El-Awady et al.27 estimated variance, covariance, genetic parameters and breeding values using multi-trait animal model (MTDFREML) and concluded that presence of maternal effect associated by presence of genetic variation which enables mass selection for growth traits in Rahmani lambs in Egypt. They added maternal effect should be considered in breeding value estimation that excluding maternal effect during breeding value estimation may lead to inefficient breeding value. Different from present findings, Hassen et al.28 pointed out that direct additive genetic variances and direct heritability estimates were higher than maternal genetic variances and maternal heritability estimates for early growth traits in lambs.

Referring to heritability, Konig et al.24 calculated direct heritability using VCE-REML for 305-day MY (0.35±0.028) and DO (0.03±0.004) to be smaller than those present in the current study except models 1 and 3 in second lactation and model 3 in third lactation for milk yield and model 1 in second lactation for days open. Increasing heritability in model 2 means that when the maternal effects are present but not considered the estimate of direct heritability would decrease than if maternal genetic effects are considered. Moreover, Mohammadi et al.29 argued that low direct genetic association between all traits indicated low genetic response would be expect through mass selection and indirect selection should be applied such as reproductive traits for improvement of growth traits in shal sheep.

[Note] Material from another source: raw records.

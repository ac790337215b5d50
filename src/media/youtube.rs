//! YouTube media source backed by yt-dlp.

use super::{parse_iso8601_duration, CaptionTrack, DownloadedMedia, MediaSource, VideoMetadata};
use crate::error::{Result, SkribentError};
use async_trait::async_trait;
use regex::Regex;
use std::path::Path;
use std::process::Stdio;
use tokio::process::Command;
use tracing::{debug, info, instrument};

/// yt-dlp based source for YouTube videos.
pub struct YtDlpSource {
    video_id_regex: Regex,
}

impl YtDlpSource {
    pub fn new() -> Self {
        // Matches various YouTube URL formats and bare video IDs
        let video_id_regex = Regex::new(
            r"(?x)
            (?:
                (?:https?://)?
                (?:www\.)?
                (?:youtube\.com/watch\?v=|youtu\.be/|youtube\.com/embed/|youtube\.com/v/)
                ([a-zA-Z0-9_-]{11})
            )
            |
            ^([a-zA-Z0-9_-]{11})$
        ",
        )
        .expect("Invalid regex");

        Self { video_id_regex }
    }

    fn watch_url(youtube_id: &str) -> String {
        format!("https://www.youtube.com/watch?v={}", youtube_id)
    }

    /// URL-parsing fallback for watch URLs the regex misses, e.g. when
    /// `v=` is not the first query parameter.
    fn extract_id_from_url(input: &str) -> Option<String> {
        let parsed = url::Url::parse(input.trim()).ok()?;
        let host = parsed.host_str()?;

        let id = if host == "youtu.be" || host == "www.youtu.be" {
            parsed.path_segments()?.next().map(|s| s.to_string())
        } else if (host == "youtube.com" || host.ends_with(".youtube.com"))
            && parsed.path() == "/watch"
        {
            parsed
                .query_pairs()
                .find(|(k, _)| k == "v")
                .map(|(_, v)| v.to_string())
        } else {
            None
        };

        id.filter(|id| id.len() == 11 && id.chars().all(|c| c.is_ascii_alphanumeric() || c == '_' || c == '-'))
    }

    /// Map a yt-dlp failure to the error taxonomy by inspecting stderr.
    fn classify_failure(youtube_id: &str, stderr: &str) -> SkribentError {
        let lower = stderr.to_lowercase();
        if lower.contains("429") || lower.contains("rate-limit") || lower.contains("rate limit") {
            SkribentError::RateLimited(format!("yt-dlp for {}: {}", youtube_id, stderr.trim()))
        } else if lower.contains("private video")
            || lower.contains("video unavailable")
            || lower.contains("has been removed")
            || lower.contains("does not exist")
        {
            SkribentError::VideoNotFound(youtube_id.to_string())
        } else {
            SkribentError::Acquisition(format!("yt-dlp failed for {}: {}", youtube_id, stderr.trim()))
        }
    }

    async fn run_ytdlp(args: &[&str]) -> Result<std::process::Output> {
        let result = Command::new("yt-dlp")
            .args(args)
            .stdout(Stdio::piped())
            .stderr(Stdio::piped())
            .output()
            .await;

        match result {
            Ok(output) => Ok(output),
            Err(e) if e.kind() == std::io::ErrorKind::NotFound => {
                Err(SkribentError::ToolNotFound("yt-dlp".into()))
            }
            Err(e) => Err(SkribentError::Acquisition(format!(
                "yt-dlp execution failed: {e}"
            ))),
        }
    }

    /// Locate the downloaded media file for a video id.
    fn find_media_file(dest_dir: &Path, youtube_id: &str) -> Result<std::path::PathBuf> {
        for ext in &["mp4", "mkv", "webm"] {
            let candidate = dest_dir.join(format!("{}.{}", youtube_id, ext));
            if candidate.exists() {
                return Ok(candidate);
            }
        }
        Err(SkribentError::PartialDownload(format!(
            "No media file found for {} after download",
            youtube_id
        )))
    }
}

impl Default for YtDlpSource {
    fn default() -> Self {
        Self::new()
    }
}

/// Pick the caption files yt-dlp wrote next to the media artifact.
/// Subtitle files follow the `<id>.<lang>.vtt` naming convention.
pub(crate) fn collect_caption_files(dest_dir: &Path, youtube_id: &str) -> Vec<CaptionTrack> {
    let mut captions = Vec::new();
    let Ok(entries) = std::fs::read_dir(dest_dir) else {
        return captions;
    };

    let prefix = format!("{}.", youtube_id);
    for entry in entries.flatten() {
        let name = entry.file_name();
        let name = name.to_string_lossy();
        if let Some(rest) = name.strip_prefix(&prefix) {
            if let Some(lang) = rest.strip_suffix(".vtt") {
                captions.push(CaptionTrack {
                    language: lang.to_string(),
                    path: entry.path(),
                });
            }
        }
    }

    captions
}

#[async_trait]
impl MediaSource for YtDlpSource {
    fn extract_id(&self, input: &str) -> Option<String> {
        if let Some(caps) = self.video_id_regex.captures(input.trim()) {
            return caps
                .get(1)
                .or_else(|| caps.get(2))
                .map(|m| m.as_str().to_string());
        }
        Self::extract_id_from_url(input)
    }

    #[instrument(skip(self))]
    async fn fetch_metadata(&self, youtube_id: &str) -> Result<VideoMetadata> {
        let url = Self::watch_url(youtube_id);
        let output = Self::run_ytdlp(&["--dump-json", "--no-download", "--no-warnings", &url]).await?;

        if !output.status.success() {
            let stderr = String::from_utf8_lossy(&output.stderr);
            return Err(Self::classify_failure(youtube_id, &stderr));
        }

        let json_str = String::from_utf8_lossy(&output.stdout);
        let json: serde_json::Value = serde_json::from_str(&json_str).map_err(|e| {
            SkribentError::Acquisition(format!("Failed to parse yt-dlp output: {}", e))
        })?;

        // yt-dlp reports duration as a number; other metadata sources may
        // hand us an ISO 8601 string.
        let duration_seconds = json["duration"]
            .as_f64()
            .map(|d| d as i64)
            .or_else(|| json["duration"].as_str().and_then(parse_iso8601_duration))
            .unwrap_or(0);

        Ok(VideoMetadata {
            youtube_id: youtube_id.to_string(),
            title: json["title"].as_str().unwrap_or("Unknown Title").to_string(),
            category: json["categories"][0]
                .as_str()
                .unwrap_or("uncategorized")
                .to_string(),
            url,
            thumbnail_url: json["thumbnail"].as_str().map(|s| s.to_string()),
            duration_seconds,
            views: json["view_count"].as_i64().unwrap_or(0),
            likes: json["like_count"].as_i64().unwrap_or(0),
            comments: json["comment_count"].as_i64().unwrap_or(0),
            language: json["language"].as_str().unwrap_or("en").to_string(),
        })
    }

    #[instrument(skip(self, dest_dir))]
    async fn download(&self, youtube_id: &str, dest_dir: &Path) -> Result<DownloadedMedia> {
        std::fs::create_dir_all(dest_dir)?;
        let url = Self::watch_url(youtube_id);
        let template = dest_dir.join("%(id)s.%(ext)s");

        info!("Downloading media for {}", youtube_id);

        let output = Self::run_ytdlp(&[
            "--format",
            "bestvideo[ext=mp4]+bestaudio[ext=m4a]/best[ext=mp4]/best",
            "--merge-output-format",
            "mp4",
            "--write-subs",
            "--write-auto-subs",
            "--sub-format",
            "vtt",
            "--output",
            template.to_str().unwrap_or_default(),
            "--no-playlist",
            "--no-warnings",
            "--print",
            "after_move:filesize,%(filesize,filesize_approx|0)s",
            &url,
        ])
        .await?;

        if !output.status.success() {
            let stderr = String::from_utf8_lossy(&output.stderr);
            return Err(Self::classify_failure(youtube_id, &stderr));
        }

        let stdout = String::from_utf8_lossy(&output.stdout);
        let expected_size = stdout
            .lines()
            .find_map(|l| l.strip_prefix("filesize,"))
            .and_then(|s| s.trim().parse::<u64>().ok())
            .filter(|&s| s > 0);

        let media_path = Self::find_media_file(dest_dir, youtube_id)?;
        let captions = collect_caption_files(dest_dir, youtube_id);

        debug!(
            "Downloaded {:?} with {} caption track(s)",
            media_path,
            captions.len()
        );

        Ok(DownloadedMedia {
            media_path,
            captions,
            expected_size,
        })
    }
}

Concerning breeding value, Sahin et al.30 observed that breeding values for 305-day MY were positive in years and negative in others, which may be due to unknown reasons or using sires with unknown estimated breeding values. They concluded that breeding value has a great role in genetic improvement of production traits. However, Tilki et al.31 mentioned that there is no positive or negative breeding values observed during different years.

Standard deviations of the present study showed high estimates in different models in all lactations. High standard deviations for these traits indicate the presence of high genetic variations among animals and eventually increase the possibility of selection of sire for these traits, which reduce bias from selection and achieve the best accuracy of predictions. The previous findings are in consonance with the findings of Kadarmideen et al.18 and Shalaby et al.20.

Regarding the spearman correlation coefficients of the breeding values, Shokrollahi and Baneh32 stated that if there was a positive genetic correlation between two traits this indicates that the same genes or genes with pleiotropic functions influence these traits and selection policy for these traits should depend on selection for these traits at each stage of life such as weight gain in later ages leads to improvement of body weight at older age in Arabi sheep.

CONCLUSION

The present study contributes to the comparison of three models to estimate the variance components, genetic parameters, breeding values and spearman genetic correlation coefficients of six productive traits affecting milk yield. The present results indicate the importance of presence of maternal genetic effect during planning selecting strategies especially if the variation between animals due to maternal effect is high.